● **TASK INSTRUCTIONS**
Reproduce the data exactly as it stands.

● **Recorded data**
*** Block opens ***
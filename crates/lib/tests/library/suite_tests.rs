use std::collections::HashSet;
use std::sync::Arc;

use crossmake_lib::leaf::{CleanTarget, CompileTarget};
use crossmake_lib::name::NameTemplate;
use crossmake_lib::platform::{LINUX_AMD64, PlatformSet, WINDOWS_AMD64};
use crossmake_lib::suite::Suite;
use crossmake_lib::target::{Target, TargetError, concatenate, parallelize};
use tempfile::TempDir;

use super::common::Counting;

fn suite() -> Suite {
  Suite::new(PlatformSet::new(vec![LINUX_AMD64, WINDOWS_AMD64]))
}

#[tokio::test]
async fn prefix_lookup_returns_matching_targets() {
  let mut suite = suite();
  let build_linux = Counting::ok("build_linux_amd64");
  let build_windows = Counting::ok("build_windows_amd64");
  let clean_linux = Counting::ok("clean_linux_amd64");
  suite.register_all([build_linux.clone(), build_windows.clone(), clean_linux.clone()]);

  let builds = suite.lookup_by_prefix("build_");
  assert_eq!(builds.len(), 2);

  suite.execute(parallelize(builds)).await.unwrap();

  assert_eq!(build_linux.runs(), 1);
  assert_eq!(build_windows.runs(), 1);
  assert_eq!(clean_linux.runs(), 0);
}

#[tokio::test]
async fn named_execution_distinguishes_missing_from_failed() {
  let mut suite = suite();
  suite.register(Counting::failing("build_linux_amd64"));

  let missing = suite.execute_named("build_plan9_amd64").await.unwrap_err();
  let failed = suite.execute_named("build_linux_amd64").await.unwrap_err();

  assert!(missing.is_not_found());
  assert!(!failed.is_not_found());
}

#[tokio::test]
async fn composite_of_all_builds_aggregates_failures() {
  let mut suite = suite();
  suite.register_all([
    Counting::failing("build_a"),
    Counting::ok("build_b"),
    Counting::failing("build_c"),
  ]);

  let err = suite
    .execute(concatenate(false, suite.lookup_build_targets()))
    .await
    .unwrap_err();

  let TargetError::Multiple(multi) = err else {
    panic!("expected aggregate, got {err:?}");
  };
  let failed: HashSet<_> = multi.errors().iter().map(|e| e.to_string()).collect();
  assert_eq!(failed.len(), 2);
  assert!(failed.iter().any(|m| m.ends_with("build_a")));
  assert!(failed.iter().any(|m| m.ends_with("build_c")));
}

#[tokio::test]
async fn parallel_clean_removes_registered_artifacts() {
  let temp_dir = TempDir::new().unwrap();
  let template = NameTemplate::with_default_postfix(&temp_dir.path().join("app").display().to_string());
  let base = CompileTarget::new(template, LINUX_AMD64);

  let mut suite = suite();
  for target in base.for_platforms(suite.supported_platforms()) {
    let artifact = temp_dir.path().join(target.clean_target().unwrap().filename);
    std::fs::write(&artifact, b"binary").unwrap();
    suite.register(Arc::new(target.clean_target().unwrap()));
    suite.register(Arc::new(target));
  }
  // One artifact that was never built
  suite.register(Arc::new(CleanTarget::new(temp_dir.path().join("missing"))));

  assert_eq!(suite.lookup_clean_targets().len(), 3);
  suite.execute(parallelize(suite.lookup_clean_targets())).await.unwrap();

  assert!(!temp_dir.path().join("app_linux-amd64").exists());
  assert!(!temp_dir.path().join("app_windows-amd64.exe").exists());
}

#[tokio::test]
async fn build_then_package_per_platform() {
  let suite = suite();
  let compile_linux = Counting::ok("compile_linux");
  let package_linux = Counting::ok("package_linux");
  let compile_windows = Counting::failing("compile_windows");
  let package_windows = Counting::ok("package_windows");

  let linux: Vec<Arc<dyn Target>> = vec![compile_linux.clone(), package_linux.clone()];
  let windows: Vec<Arc<dyn Target>> = vec![compile_windows.clone(), package_windows.clone()];
  let release = parallelize(vec![concatenate(true, linux), concatenate(true, windows)]);

  let err = suite.execute(release).await.unwrap_err();

  assert_eq!(package_linux.runs(), 1);
  assert_eq!(compile_windows.runs(), 1);
  assert_eq!(package_windows.runs(), 0);
  assert!(err.to_string().starts_with("multiple errors occurred:\n"));
}
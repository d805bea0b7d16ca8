//! Shared utilities.
//!
//! Environment helpers for spawned commands and test helpers.

pub mod env;

#[cfg(test)]
pub mod testutil;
*** Block closes ***
● **RESPONSE**
filename crates/lib/tests/library/suite_tests.rs
use std::collections::HashSet;
use std::sync::Arc;

use crossmake_lib::leaf::{CleanTarget, CompileTarget};
use crossmake_lib::name::NameTemplate;
use crossmake_lib::platform::{LINUX_AMD64, PlatformSet, WINDOWS_AMD64};
use crossmake_lib::suite::Suite;
use crossmake_lib::target::{Target, TargetError, concatenate, parallelize};
use tempfile::TempDir;

use super::common::Counting;

fn suite() -> Suite {
  Suite::new(PlatformSet::new(vec![LINUX_AMD64, WINDOWS_AMD64]))
}

#[tokio::test]
async fn prefix_lookup_returns_matching_targets() {
  let mut suite = suite();
  let build_linux = Counting::ok("build_linux_amd64");
  let build_windows = Counting::ok("build_windows_amd64");
  let clean_linux = Counting::ok("clean_linux_amd64");
  suite.register_all([build_linux.clone(), build_windows.clone(), clean_linux.clone()]);

  let builds = suite.lookup_by_prefix("build_");
  assert_eq!(builds.len(), 2);

  suite.execute(parallelize(builds)).await.unwrap();

  assert_eq!(build_linux.runs(), 1);
  assert_eq!(build_windows.runs(), 1);
  assert_eq!(clean_linux.runs(), 0);
}

#[tokio::test]
async fn named_execution_distinguishes_missing_from_failed() {
  let mut suite = suite();
  suite.register(Counting::failing("build_linux_amd64"));

  let missing = suite.execute_named("build_plan9_amd64").await.unwrap_err();
  let failed = suite.execute_named("build_linux_amd64").await.unwrap_err();

  assert!(missing.is_not_found());
  assert!(!failed.is_not_found());
}

#[tokio::test]
async fn composite_of_all_builds_aggregates_failures() {
  let mut suite = suite();
  suite.register_all([
    Counting::failing("build_a"),
    Counting::ok("build_b"),
    Counting::failing("build_c"),
  ]);

  let err = suite
    .execute(concatenate(false, suite.lookup_build_targets()))
    .await
    .unwrap_err();

  let TargetError::Multiple(multi) = err else {
    panic!("expected aggregate, got {err:?}");
  };
  let failed: HashSet<_> = multi.errors().iter().map(|e| e.to_string()).collect();
  assert_eq!(failed.len(), 2);
  assert!(failed.iter().any(|m| m.ends_with("build_a")));
  assert!(failed.iter().any(|m| m.ends_with("build_c")));
}

#[tokio::test]
async fn parallel_clean_removes_registered_artifacts() {
  let temp_dir = TempDir::new().unwrap();
  let template = NameTemplate::with_default_postfix(&temp_dir.path().join("app").display().to_string());
  let base = CompileTarget::new(template, LINUX_AMD64);

  let mut suite = suite();
  for target in base.for_platforms(suite.supported_platforms()) {
    let artifact = temp_dir.path().join(target.clean_target().unwrap().filename);
    std::fs::write(&artifact, b"binary").unwrap();
    suite.register(Arc::new(target.clean_target().unwrap()));
    suite.register(Arc::new(target));
  }
  // One artifact that was never built
  suite.register(Arc::new(CleanTarget::new(temp_dir.path().join("missing"))));

  assert_eq!(suite.lookup_clean_targets().len(), 3);
  suite.execute(parallelize(suite.lookup_clean_targets())).await.unwrap();

  assert!(!temp_dir.path().join("app_linux-amd64").exists());
  assert!(!temp_dir.path().join("app_windows-amd64.exe").exists());
}

#[tokio::test]
async fn build_then_package_per_platform() {
  let suite = suite();
  let compile_linux = Counting::ok("compile_linux");
  let package_linux = Counting::ok("package_linux");
  let compile_windows = Counting::failing("compile_windows");
  let package_windows = Counting::ok("package_windows");

  let linux: Vec<Arc<dyn Target>> = vec![compile_linux.clone(), package_linux.clone()];
  let windows: Vec<Arc<dyn Target>> = vec![compile_windows.clone(), package_windows.clone()];
  let release = parallelize(vec![concatenate(true, linux), concatenate(true, windows)]);

  let err = suite.execute(release).await.unwrap_err();

  assert_eq!(package_linux.runs(), 1);
  assert_eq!(compile_windows.runs(), 1);
  assert_eq!(package_windows.runs(), 0);
  assert!(err.to_string().starts_with("multiple errors occurred:\n"));
}
repository d805bea0b7d16ca8
//! Shared utilities.
//!
//! Environment helpers for spawned commands and test helpers.

pub mod env;

#[cfg(test)]
pub mod testutil;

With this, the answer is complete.